Task statement: Retrieve each line that contains the word "channel" from the entries below.

Stored data entries:
*****

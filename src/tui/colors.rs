//! Color constants for the terminal user interface.

use ratatui::style::Color;

use crate::column::Column;
use crate::fields::Priority;

/// Column title text.
pub const SLATE: Color = Color::Rgb(66, 82, 110);
/// Priority strips.
pub const PRIORITY_HIGH: Color = Color::Rgb(255, 82, 82);
pub const PRIORITY_MEDIUM: Color = Color::Rgb(255, 171, 0);
pub const PRIORITY_LOW: Color = Color::Rgb(76, 175, 80);
/// Selected card and focused borders.
pub const ACCENT: Color = Color::Rgb(0, 121, 191);

pub fn priority_color(p: Priority) -> Color {
    match p {
        Priority::High => PRIORITY_HIGH,
        Priority::Medium => PRIORITY_MEDIUM,
        Priority::Low => PRIORITY_LOW,
    }
}

/// Background of a column header, from its palette slot.
pub fn column_color(column: &Column) -> Color {
    hex_to_color(column.color_hex())
}

/// Same hue at 80% brightness, used for the column marker dot and borders.
pub fn darken(color: Color) -> Color {
    match color {
        Color::Rgb(r, g, b) => Color::Rgb(scale(r), scale(g), scale(b)),
        other => other,
    }
}

fn scale(c: u8) -> u8 {
    (f32::from(c) * 0.8) as u8
}

/// Parse `rrggbb`; anything else maps to gray.
pub fn hex_to_color(hex: &str) -> Color {
    let channel = |i: usize| hex.get(i..i + 2).and_then(|s| u8::from_str_radix(s, 16).ok());
    match (hex.len(), channel(0), channel(2), channel(4)) {
        (6, Some(r), Some(g), Some(b)) => Color::Rgb(r, g, b),
        _ => Color::Gray,
    }
}

#[cfg(test)]
mod tests {
    use super::*;

    #[test]
    fn test_hex_to_color() {
        assert_eq!(hex_to_color("fff0f0"), Color::Rgb(255, 240, 240));
        assert_eq!(hex_to_color("zzz"), Color::Gray);
    }

    #[test]
    fn test_darken() {
        assert_eq!(darken(Color::Rgb(100, 200, 50)), Color::Rgb(80, 160, 40));
        assert_eq!(darken(Color::Gray), Color::Gray);
    }
}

*****

Exercise solution:
    let channel = |i: usize| hex.get(i..i + 2).and_then(|s| u8::from_str_radix(s, 16).ok());
    match (hex.len(), channel(0), channel(2), channel(4)) {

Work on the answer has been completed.